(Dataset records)
☆ ☆ ☆

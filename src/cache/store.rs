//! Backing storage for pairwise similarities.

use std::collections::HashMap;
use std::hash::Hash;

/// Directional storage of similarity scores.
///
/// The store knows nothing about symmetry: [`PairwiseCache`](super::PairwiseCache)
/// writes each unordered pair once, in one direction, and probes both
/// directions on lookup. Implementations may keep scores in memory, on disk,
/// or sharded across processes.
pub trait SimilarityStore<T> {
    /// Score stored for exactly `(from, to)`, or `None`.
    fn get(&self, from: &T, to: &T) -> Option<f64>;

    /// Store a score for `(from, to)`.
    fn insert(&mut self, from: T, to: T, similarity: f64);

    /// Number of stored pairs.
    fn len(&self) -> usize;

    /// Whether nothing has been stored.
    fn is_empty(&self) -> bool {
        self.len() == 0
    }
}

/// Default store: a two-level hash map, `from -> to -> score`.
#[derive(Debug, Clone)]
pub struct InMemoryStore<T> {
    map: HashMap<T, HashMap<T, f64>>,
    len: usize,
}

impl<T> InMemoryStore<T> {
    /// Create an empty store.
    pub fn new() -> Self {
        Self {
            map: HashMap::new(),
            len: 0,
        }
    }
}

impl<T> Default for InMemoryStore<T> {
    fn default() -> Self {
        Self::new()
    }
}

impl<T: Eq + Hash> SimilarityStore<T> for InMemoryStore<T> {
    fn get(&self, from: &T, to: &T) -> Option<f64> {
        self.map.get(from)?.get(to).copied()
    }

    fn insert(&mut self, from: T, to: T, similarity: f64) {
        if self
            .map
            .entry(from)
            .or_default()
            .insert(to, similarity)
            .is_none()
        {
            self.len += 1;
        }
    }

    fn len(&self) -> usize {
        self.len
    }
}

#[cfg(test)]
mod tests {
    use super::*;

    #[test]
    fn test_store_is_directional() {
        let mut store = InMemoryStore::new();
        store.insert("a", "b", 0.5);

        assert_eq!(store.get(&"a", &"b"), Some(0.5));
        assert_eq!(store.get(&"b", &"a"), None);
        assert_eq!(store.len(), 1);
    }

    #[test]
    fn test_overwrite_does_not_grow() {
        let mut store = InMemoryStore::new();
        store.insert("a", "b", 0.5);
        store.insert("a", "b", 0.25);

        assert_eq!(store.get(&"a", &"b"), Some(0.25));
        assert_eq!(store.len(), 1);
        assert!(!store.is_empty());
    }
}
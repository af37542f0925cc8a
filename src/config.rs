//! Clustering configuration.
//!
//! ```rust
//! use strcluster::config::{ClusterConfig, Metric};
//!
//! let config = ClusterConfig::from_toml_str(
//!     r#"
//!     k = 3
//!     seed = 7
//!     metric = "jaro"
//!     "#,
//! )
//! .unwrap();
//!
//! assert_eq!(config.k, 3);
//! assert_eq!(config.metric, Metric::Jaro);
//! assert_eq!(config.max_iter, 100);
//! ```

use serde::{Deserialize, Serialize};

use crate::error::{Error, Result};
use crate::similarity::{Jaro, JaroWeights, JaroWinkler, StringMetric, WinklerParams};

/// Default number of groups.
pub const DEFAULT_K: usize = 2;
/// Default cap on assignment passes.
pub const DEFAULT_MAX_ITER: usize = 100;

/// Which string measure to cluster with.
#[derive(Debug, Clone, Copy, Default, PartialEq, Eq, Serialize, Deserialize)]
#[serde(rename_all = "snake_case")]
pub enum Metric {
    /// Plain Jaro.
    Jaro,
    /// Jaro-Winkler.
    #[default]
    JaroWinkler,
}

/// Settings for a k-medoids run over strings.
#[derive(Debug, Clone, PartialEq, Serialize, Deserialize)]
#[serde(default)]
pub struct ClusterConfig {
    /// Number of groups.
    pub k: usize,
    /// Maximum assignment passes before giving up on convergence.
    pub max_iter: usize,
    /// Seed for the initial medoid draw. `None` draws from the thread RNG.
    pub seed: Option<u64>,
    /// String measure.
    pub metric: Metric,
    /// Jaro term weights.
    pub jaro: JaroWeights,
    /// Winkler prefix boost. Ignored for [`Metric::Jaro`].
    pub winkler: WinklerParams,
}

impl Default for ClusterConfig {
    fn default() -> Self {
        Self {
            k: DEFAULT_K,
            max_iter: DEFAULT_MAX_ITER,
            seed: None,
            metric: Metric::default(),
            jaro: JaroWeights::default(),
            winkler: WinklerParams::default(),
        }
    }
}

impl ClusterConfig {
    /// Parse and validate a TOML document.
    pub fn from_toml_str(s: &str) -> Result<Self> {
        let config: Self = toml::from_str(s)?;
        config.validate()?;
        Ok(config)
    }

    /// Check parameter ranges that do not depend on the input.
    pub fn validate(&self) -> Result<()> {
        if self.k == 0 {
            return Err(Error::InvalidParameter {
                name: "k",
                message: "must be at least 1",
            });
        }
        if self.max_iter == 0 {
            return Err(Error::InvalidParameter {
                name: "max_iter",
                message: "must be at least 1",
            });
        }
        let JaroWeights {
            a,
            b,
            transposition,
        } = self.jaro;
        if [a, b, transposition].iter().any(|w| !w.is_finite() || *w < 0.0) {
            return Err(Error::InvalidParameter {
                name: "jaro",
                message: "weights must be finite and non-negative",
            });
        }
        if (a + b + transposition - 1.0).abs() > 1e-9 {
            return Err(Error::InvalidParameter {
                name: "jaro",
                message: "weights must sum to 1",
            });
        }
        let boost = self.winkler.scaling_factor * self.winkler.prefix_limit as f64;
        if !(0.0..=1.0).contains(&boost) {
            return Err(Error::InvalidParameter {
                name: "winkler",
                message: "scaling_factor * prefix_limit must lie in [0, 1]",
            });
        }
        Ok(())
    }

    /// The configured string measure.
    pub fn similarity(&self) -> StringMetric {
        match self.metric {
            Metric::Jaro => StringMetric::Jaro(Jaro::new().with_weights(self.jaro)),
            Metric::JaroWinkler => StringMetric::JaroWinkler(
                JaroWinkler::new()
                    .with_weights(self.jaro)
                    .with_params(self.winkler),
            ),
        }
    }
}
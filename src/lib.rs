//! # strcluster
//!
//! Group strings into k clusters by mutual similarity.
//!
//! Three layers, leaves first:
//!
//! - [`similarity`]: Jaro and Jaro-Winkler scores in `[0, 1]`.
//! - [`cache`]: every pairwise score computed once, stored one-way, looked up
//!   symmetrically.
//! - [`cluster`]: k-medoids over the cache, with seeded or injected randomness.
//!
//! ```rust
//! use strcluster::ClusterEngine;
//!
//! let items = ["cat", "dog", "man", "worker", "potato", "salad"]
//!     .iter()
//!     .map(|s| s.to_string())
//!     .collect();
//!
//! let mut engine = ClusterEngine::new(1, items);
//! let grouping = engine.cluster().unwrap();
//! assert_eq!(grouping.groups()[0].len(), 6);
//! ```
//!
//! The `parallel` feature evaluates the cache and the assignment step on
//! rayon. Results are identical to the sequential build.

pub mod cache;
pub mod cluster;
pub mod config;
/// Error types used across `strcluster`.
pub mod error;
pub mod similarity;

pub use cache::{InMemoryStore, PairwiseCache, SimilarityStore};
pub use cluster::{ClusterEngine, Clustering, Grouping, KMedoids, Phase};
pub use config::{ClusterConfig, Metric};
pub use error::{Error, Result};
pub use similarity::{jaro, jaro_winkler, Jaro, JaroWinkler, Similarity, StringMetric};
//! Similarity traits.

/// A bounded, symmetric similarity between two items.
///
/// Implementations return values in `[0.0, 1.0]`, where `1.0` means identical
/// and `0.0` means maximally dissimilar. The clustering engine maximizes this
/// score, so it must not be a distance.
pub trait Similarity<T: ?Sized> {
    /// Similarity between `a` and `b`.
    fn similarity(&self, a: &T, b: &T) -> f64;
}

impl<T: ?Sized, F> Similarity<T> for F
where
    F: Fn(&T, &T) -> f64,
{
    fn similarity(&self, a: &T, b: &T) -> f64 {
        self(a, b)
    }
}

☆ ☆ ☆

• **WORK ITEM**
Provide the number of lines in these entries that hold the word "Serialize", without any accompanying text.

• **FINAL ANSWER**
3